Some departure from the norm
Will occur as time grows more open about it.
The consensus gradually changed; nobody
Lies about it any more. Rust dark pouring
Over the body, changing it without decay—
People with too many things on their minds, but we live
In the interstices, between a vacant stare and the ceiling,
Our lives remind us. Finally this is consciousness
And the other livers of it get off at the same stop.
How careless. Yet in the end each of us
Is seen to have traveled the same distance—it’s time
That counts, and how deeply you have invested in it,
Crossing the street of an event, as though coming out of it
were
The same as making it happen. You’re not sorry,
Of course, especially if this was the way it had to happen,
Yet would like an exacter share, something about time
That only a clock can tell you: how it feels, not what it
means.
It is a long field, and we know only the far end of it,
Not the part we presumably had to go through to get there.

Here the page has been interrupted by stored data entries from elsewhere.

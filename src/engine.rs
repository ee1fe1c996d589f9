//! The alert engine: one instance per session, owning the alert store and the
//! collaborators the monitor needs. Cloning is cheap and shares state.

use std::sync::Arc;

use parking_lot::Mutex;
use tokio::sync::Notify;

use crate::{
    error::Result,
    models::{Alert, AlertDraft, AlertUpdate, PriceMap},
    services::{
        alert_monitor::{self, CheckOutcome},
        alert_store::AlertStore,
        notifications::{AnalyticsSink, NotificationSink},
        price_fetcher::PriceFetcher,
        storage::PersistentStore,
    },
};

#[derive(Clone)]
pub struct AlertEngine {
    inner: Arc<Inner>,
}

struct Inner {
    store: Mutex<AlertStore>,
    fetcher: Arc<dyn PriceFetcher>,
    notifier: Arc<dyn NotificationSink>,
    // serializes evaluation passes (timer vs manual re-check)
    cycle: tokio::sync::Mutex<()>,
    wake: Notify,
}

pub struct AlertEngineBuilder {
    fetcher: Arc<dyn PriceFetcher>,
    storage: Arc<dyn PersistentStore>,
    notifier: Arc<dyn NotificationSink>,
    analytics: Option<Arc<dyn AnalyticsSink>>,
    consent: bool,
}

impl AlertEngineBuilder {
    pub fn analytics(mut self, analytics: Arc<dyn AnalyticsSink>) -> Self {
        self.analytics = Some(analytics);
        self
    }

    pub fn consent(mut self, granted: bool) -> Self {
        self.consent = granted;
        self
    }

    pub fn build(self) -> AlertEngine {
        let mut store = AlertStore::new(self.storage, self.analytics);
        store.initialize(self.consent);

        AlertEngine {
            inner: Arc::new(Inner {
                store: Mutex::new(store),
                fetcher: self.fetcher,
                notifier: self.notifier,
                cycle: tokio::sync::Mutex::new(()),
                wake: Notify::new(),
            }),
        }
    }
}

impl AlertEngine {
    pub fn builder(
        fetcher: Arc<dyn PriceFetcher>,
        storage: Arc<dyn PersistentStore>,
        notifier: Arc<dyn NotificationSink>,
    ) -> AlertEngineBuilder {
        AlertEngineBuilder {
            fetcher,
            storage,
            notifier,
            analytics: None,
            consent: false,
        }
    }

    pub fn alerts(&self) -> Vec<Alert> {
        self.inner.store.lock().alerts().to_vec()
    }

    pub fn active_alerts(&self) -> Vec<Alert> {
        self.inner.store.lock().active_snapshot(None)
    }

    pub fn get(&self, id: &str) -> Option<Alert> {
        self.inner.store.lock().get(id).cloned()
    }

    pub fn consent_granted(&self) -> bool {
        self.inner.store.lock().consent_granted()
    }

    pub fn add_alert(&self, draft: AlertDraft) -> Result<Alert> {
        let alert = self.inner.store.lock().add(draft)?;
        tracing::info!(alert_id = %alert.id, item_id = alert.item_id, "price alert added");

        self.inner.wake.notify_one();
        Ok(alert)
    }

    pub fn remove_alert(&self, id: &str) -> bool {
        let removed = self.inner.store.lock().remove(id);
        if removed {
            tracing::info!(alert_id = %id, "price alert removed");
        }
        removed
    }

    /// `Ok(false)` when the alert is unknown or already triggered.
    pub fn update_alert(&self, id: &str, patch: AlertUpdate) -> Result<bool> {
        let updated = self.inner.store.lock().update(id, patch)?;
        if updated {
            tracing::info!(alert_id = %id, "price alert updated");
        }
        Ok(updated)
    }

    pub fn clear_all_alerts_and_storage(&self) {
        self.inner.store.lock().clear_all();
        tracing::info!("all price alerts cleared");
    }

    pub fn set_consent(&self, granted: bool) {
        self.inner.store.lock().set_consent(granted);
        tracing::info!(granted, "storage consent changed");

        if granted {
            self.inner.wake.notify_one();
        }
    }

    /// Evaluates the active alerts now. `ids` narrows the pass to those
    /// alerts; `prices` supplies samples that take precedence over fetching.
    /// Nothing is checked while storage consent is withheld.
    pub async fn check_alerts(&self, ids: Option<&[String]>, prices: Option<&PriceMap>) -> CheckOutcome {
        let _cycle = self.inner.cycle.lock().await;

        let snapshot = {
            let store = self.inner.store.lock();
            if !store.consent_granted() {
                return CheckOutcome::default();
            }
            store.active_snapshot(ids)
        };

        if snapshot.is_empty() {
            return CheckOutcome::default();
        }

        alert_monitor::evaluate_snapshot(
            &self.inner.store,
            self.inner.fetcher.as_ref(),
            self.inner.notifier.as_ref(),
            snapshot,
            prices,
        )
        .await
    }

    /// "Refresh now": pulls every price in one batch request, then checks all
    /// active alerts against it. Items missing from the batch are fetched
    /// one by one, and a failed batch falls back to per-item requests.
    pub async fn refresh_now(&self) -> CheckOutcome {
        if !self.has_pending_work() {
            return CheckOutcome::default();
        }

        let prices = match self.inner.fetcher.fetch_all().await {
            Ok(prices) => prices,
            Err(e) => {
                tracing::warn!("batch price request failed, fetching per item: {}", e);
                PriceMap::new()
            }
        };

        self.check_alerts(None, Some(&prices)).await
    }

    pub(crate) fn has_pending_work(&self) -> bool {
        let store = self.inner.store.lock();
        store.consent_granted() && store.has_active()
    }

    pub(crate) async fn wait_for_work(&self) {
        self.inner.wake.notified().await;
    }
}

If it isn’t enough, take the idea
Inherent in the day, armloads of wheat and flowers
Lying around flat on handtrucks, if maybe it means more
In pertaining to you, yet what is is what happens in the end
As though you cared. The event combined with
Beams leading up to it for the look of force adapted to the
wiser
Usages of age, but it’s both there
And not there, like washing or sawdust in the sunlight,
At the back of the mind, where we live now. "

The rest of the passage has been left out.